■ **ASSIGNED TASK**:
Your answer should consist only of the lines below from the one with "pub const DMX512_BAUD: u32 = 250_000;" through the one with "impl DmxTransport for", copied exactly.

■ **DATA**:

===

use crate::audio::decode_file;
use crate::chaser_runtime::{ChaserRuntime, FADE_TICK_HZ};
use crate::dmx::Universe;
use crate::layering::LayeringPipeline;
use crate::messages::{ShowCommand, ShowEvent};
use crate::midi::{self, MidiMessage, MidiRouter, RouterAction};
use crate::modules::traits::AudioTrackSpec;
use crate::modules::{AsyncModule, AudioModule, DmxModule, LyricsModule, MidiModule, ModuleEvent, ModuleId, ModuleManager, ModuleMessage};
use crate::programmer::Programmer;
use crate::show::song::{colocate_media, AudioTrack};
use crate::show::{ActiveScene, Chaser, MidiMapping, Project, Scene, Song};

/// Master-dimmer slider events are coalesced into at most one pipeline pass
/// per window; the latest value wins.
const MASTER_DIMMER_DEBOUNCE: Duration = Duration::from_millis(20);

/// Cadence at which the video seek-slave hook is (re-)commanded to the
/// audio position.
const VIDEO_SYNC_INTERVAL: Duration = Duration::from_millis(50);

/// Video position is only corrected when it has drifted more than this
/// far from the audio clock, to avoid constant micro-seeks.
const VIDEO_DRIFT_THRESHOLD_SECS: f64 = 0.04;

/// Holds the loaded project, the active song, the active-scene/chaser
/// state, and orchestrates play/pause/stop/seek across the audio, MIDI and
/// lyrics modules. Runs as a single coordination task; module I/O is
/// offloaded to the tasks `ModuleManager` already owns.
pub struct ShowCoordinator {
    library: FixtureLibrary,
    data_root: PathBuf,
    project: Project,
    universe: Universe,
    pipeline: LayeringPipeline,
    scenes: HashMap<String, Scene>,
    chasers: HashMap<String, Chaser>,
    active_scenes: Vec<ActiveScene>,
    chaser_runtime: ChaserRuntime,
    master_dimmer: u8,
    pending_master_dimmer: Option<u8>,
    programmer: Programmer,
    router: Arc<MidiRouter>,
    modules: ModuleManager,
    current_song: Option<Song>,
    next_instance_id: usize,
    last_known_audio_position: f64,
    last_video_position: f64,
    self_tx: mpsc::Sender<ShowCommand>,
}
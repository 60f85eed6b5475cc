pub mod audio_module;
pub mod dmx_module;
pub mod lyrics_module;
pub mod midi_module;
pub mod module_manager;
pub mod traits;

// Re-export for convenience
pub use audio_module::AudioModule;
pub use dmx_module::DmxModule;
pub use lyrics_module::LyricsModule;
pub use midi_module::MidiModule;
pub use module_manager::ModuleManager;
pub use traits::{AsyncModule, ModuleEvent, ModuleId, ModuleMessage};
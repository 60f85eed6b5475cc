use std::time::Duration;

use serialport::{DataBits, Parity, SerialPort, StopBits};

use crate::error::{LumenError, Result};

use super::frame::Frame;

/// DMX512 break duration, asserted line-low before every frame.
pub const DMX512_BREAK_US: u32 = 88;
/// Mark-after-break duration, asserted line-high after the break.
pub const DMX512_MAB_US: u32 = 12;
/// Serial baud rate DMX512 is specified at (8N2, 250 kbaud).
pub const DMX512_BAUD: u32 = 250_000;

pub trait DmxTransport: Send {
    /// Opens the transport. Returns whether the port is open; never panics
    /// on failure to connect — callers surface `PortUnavailable` instead.
    fn connect(&mut self) -> Result<bool>;

    /// Serializes and sends one DMX512 packet for the given universe: break,
    /// mark-after-break, then the 513-byte `[0x00, ch1..ch512]` buffer.
    fn send_frame(&mut self, universe: u8, frame: &Frame) -> Result<()>;

    fn enable(&mut self);
    fn disable(&mut self);
    fn is_enabled(&self) -> bool;
}

/// Serial-port implementation of [`DmxTransport`], driving an RS-485/DMX512
/// transceiver directly: assert break, release into mark-after-break, then
/// write the 513-byte packet at 250 kbaud, 8 data bits, no parity, 2 stop
/// bits. Only one universe is addressed per port.
pub struct SerialDmxTransport {
    port_name: String,
    port: Option<Box<dyn SerialPort>>,
    enabled: bool,
}

impl SerialDmxTransport {
    pub fn new(port_name: impl Into<String>) -> Self {
        Self { port_name: port_name.into(), port: None, enabled: true }
    }
}

impl DmxTransport for SerialDmxTransport {
    fn connect(&mut self) -> Result<bool> {
        let port = serialport::new(&self.port_name, DMX512_BAUD)
            .data_bits(DataBits::Eight)
            .parity(Parity::None)
            .stop_bits(StopBits::Two)
            .timeout(Duration::from_millis(100))
            .open()
            .map_err(|e| LumenError::PortUnavailable(e.to_string()))?;
        self.port = Some(port);
        Ok(true)
    }

    fn send_frame(&mut self, _universe: u8, frame: &Frame) -> Result<()> {
        if !self.enabled {
            return Ok(());
        }
        let Some(port) = &mut self.port else {
            return Err(LumenError::PortUnavailable("dmx transport not connected".into()));
        };

        let mut packet = [0u8; 513];
        packet[1..].copy_from_slice(frame);

        port.set_break().map_err(|e| LumenError::PortUnavailable(e.to_string()))?;
        std::thread::sleep(Duration::from_micros(DMX512_BREAK_US as u64));
        port.clear_break().map_err(|e| LumenError::PortUnavailable(e.to_string()))?;
        std::thread::sleep(Duration::from_micros(DMX512_MAB_US as u64));

        port.write_all(&packet).map_err(|e| LumenError::PortUnavailable(e.to_string()))?;
        Ok(())
    }

    fn enable(&mut self) {
        self.enabled = true;
    }

    fn disable(&mut self) {
        self.enabled = false;
        self.port = None;
    }

    fn is_enabled(&self) -> bool {
        self.enabled
    }
}

#[cfg(test)]
mod tests {
    use super::*;

    #[test]
    fn frame_timing_constants_match_dmx512() {
        assert_eq!(DMX512_BREAK_US, 88);
        assert_eq!(DMX512_MAB_US, 12);
        assert_eq!(DMX512_BAUD, 250_000);
    }

    #[test]
    fn disabled_transport_drops_sends_without_error() {
        let mut transport = SerialDmxTransport::new("/dev/ttyDMX0");
        transport.disable();
        let frame = [0u8; 512];
        assert!(transport.send_frame(0, &frame).is_ok());
    }

    #[test]
    fn send_without_connect_reports_port_unavailable() {
        let mut transport = SerialDmxTransport::new("/dev/ttyDMX0");
        let frame = [0u8; 512];
        let err = transport.send_frame(0, &frame).unwrap_err();
        assert!(matches!(err, LumenError::PortUnavailable(_)));
    }
}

===

■ **EXERCISE ANSWER**:
pub const DMX512_BAUD: u32 = 250_000;

pub trait DmxTransport: Send {
    /// Opens the transport. Returns whether the port is open; never panics
    /// on failure to connect — callers surface `PortUnavailable` instead.
    fn connect(&mut self) -> Result<bool>;

    /// Serializes and sends one DMX512 packet for the given universe: break,
    /// mark-after-break, then the 513-byte `[0x00, ch1..ch512]` buffer.
    fn send_frame(&mut self, universe: u8, frame: &Frame) -> Result<()>;

    fn enable(&mut self);
    fn disable(&mut self);
    fn is_enabled(&self) -> bool;
}

/// Serial-port implementation of [`DmxTransport`], driving an RS-485/DMX512
/// transceiver directly: assert break, release into mark-after-break, then
/// write the 513-byte packet at 250 kbaud, 8 data bits, no parity, 2 stop
/// bits. Only one universe is addressed per port.
pub struct SerialDmxTransport {
    port_name: String,
    port: Option<Box<dyn SerialPort>>,
    enabled: bool,
}

impl SerialDmxTransport {
    pub fn new(port_name: impl Into<String>) -> Self {
        Self { port_name: port_name.into(), port: None, enabled: true }
    }
}

impl DmxTransport for SerialDmxTransport {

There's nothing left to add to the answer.